* **Required action**:
Show every line in the records below that contains the word "HarnessConfig".

* **Records to process**:
//! Shared helpers for the integration tests.
#![allow(dead_code)]

use idlspec::test_harness::{HarnessConfig, ParseHarness};
use idlspec::{ErrorCollection, IdlParser, ParsedSpec, YamlIdlParser};

/// A harness over the reference parser that never colors its messages.
pub fn harness() -> ParseHarness {
    ParseHarness::with_config(YamlIdlParser::default(), HarnessConfig::plain())
}

/// Error ids standing in for a parser's diagnostics.
#[derive(Debug, Clone, Default, PartialEq)]
pub struct IdList(pub Vec<&'static str>);

impl ErrorCollection for IdList {
    fn count(&self) -> usize {
        self.0.len()
    }

    fn contains(&self, error_id: &str) -> bool {
        self.0.iter().any(|id| *id == error_id)
    }

    fn to_list(&self) -> Box<dyn Iterator<Item = String> + '_> {
        Box::new(self.0.iter().map(|id| format!("scripted: {id}")))
    }
}

/// A parser that returns the same outcome for every document.
pub enum ScriptedParser {
    Spec,
    Errors(Vec<&'static str>),
    Fault(&'static str),
}

impl IdlParser for ScriptedParser {
    type Spec = ();
    type Errors = IdList;
    type Fault = std::io::Error;

    fn parse(&self, _document: &str) -> Result<ParsedSpec<(), IdList>, std::io::Error> {
        match self {
            ScriptedParser::Spec => Ok(ParsedSpec::Success(())),
            ScriptedParser::Errors(ids) => Ok(ParsedSpec::Failure(IdList(ids.clone()))),
            ScriptedParser::Fault(msg) => {
                Err(std::io::Error::new(std::io::ErrorKind::Other, *msg))
            }
        }
    }
}

pub fn scripted(parser: ScriptedParser) -> ParseHarness<ScriptedParser> {
    ParseHarness::with_config(parser, HarnessConfig::plain())
}

pub const VALID_DOCUMENT: &str = r#"
global:
  cpp_namespace: "mongo::idl"
  cpp_includes:
    - "mongo/base/string_data.h"
imports:
  - "mongo/idl/basic_types.idl"
types:
  string:
    description: "A BSON UTF-8 string"
    cpp_type: "std::string"
    bson_serialization_type: string
    deserializer: "mongo::BSONElement::str"
  safeInt:
    description: "Accepts any numerical type"
    cpp_type: "std::int32_t"
    bson_serialization_type:
      - int
      - long
structs:
  point:
    description: "A geographic point"
    strict: true
    fields:
      lat: int
      lon:
        type: int
        optional: true
        cpp_name: longitude
        default: 0
      label:
        type: string
        ignore: true
enums:
  Color:
    description: "Colors"
    type: int
    values:
      red: 0
      green: 1
  Mode:
    description: "Modes"
    type: string
    values:
      fast: "fast"
      slow: "slow"
commands:
  find:
    description: "find command"
    namespace: concatenate_with_db
    strict: false
    fields:
      filter: object
  ping:
    description: "ping command"
    namespace: ignored
"#;

/// A struct whose name appears twice; the YAML layer rejects it.
pub const DUPLICATE_KEY_DOCUMENT: &str = r#"
structs:
  point:
    description: first
    fields:
      lat: int
  point:
    description: second
    fields:
      lat: int
"#;

/// A struct with exactly one fault: no `description`.
pub const MISSING_FIELD_DOCUMENT: &str = r#"
structs:
  point:
    fields:
      lat: int
"#;

/// A struct with two faults: no `description` and a non-boolean `strict`.
pub const TWO_FAULT_DOCUMENT: &str = r#"
structs:
  point:
    strict: maybe
    fields:
      lat: int
"#;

* **Result for this task**:
use idlspec::test_harness::{HarnessConfig, ParseHarness};
    ParseHarness::with_config(YamlIdlParser::default(), HarnessConfig::plain())
    ParseHarness::with_config(parser, HarnessConfig::plain())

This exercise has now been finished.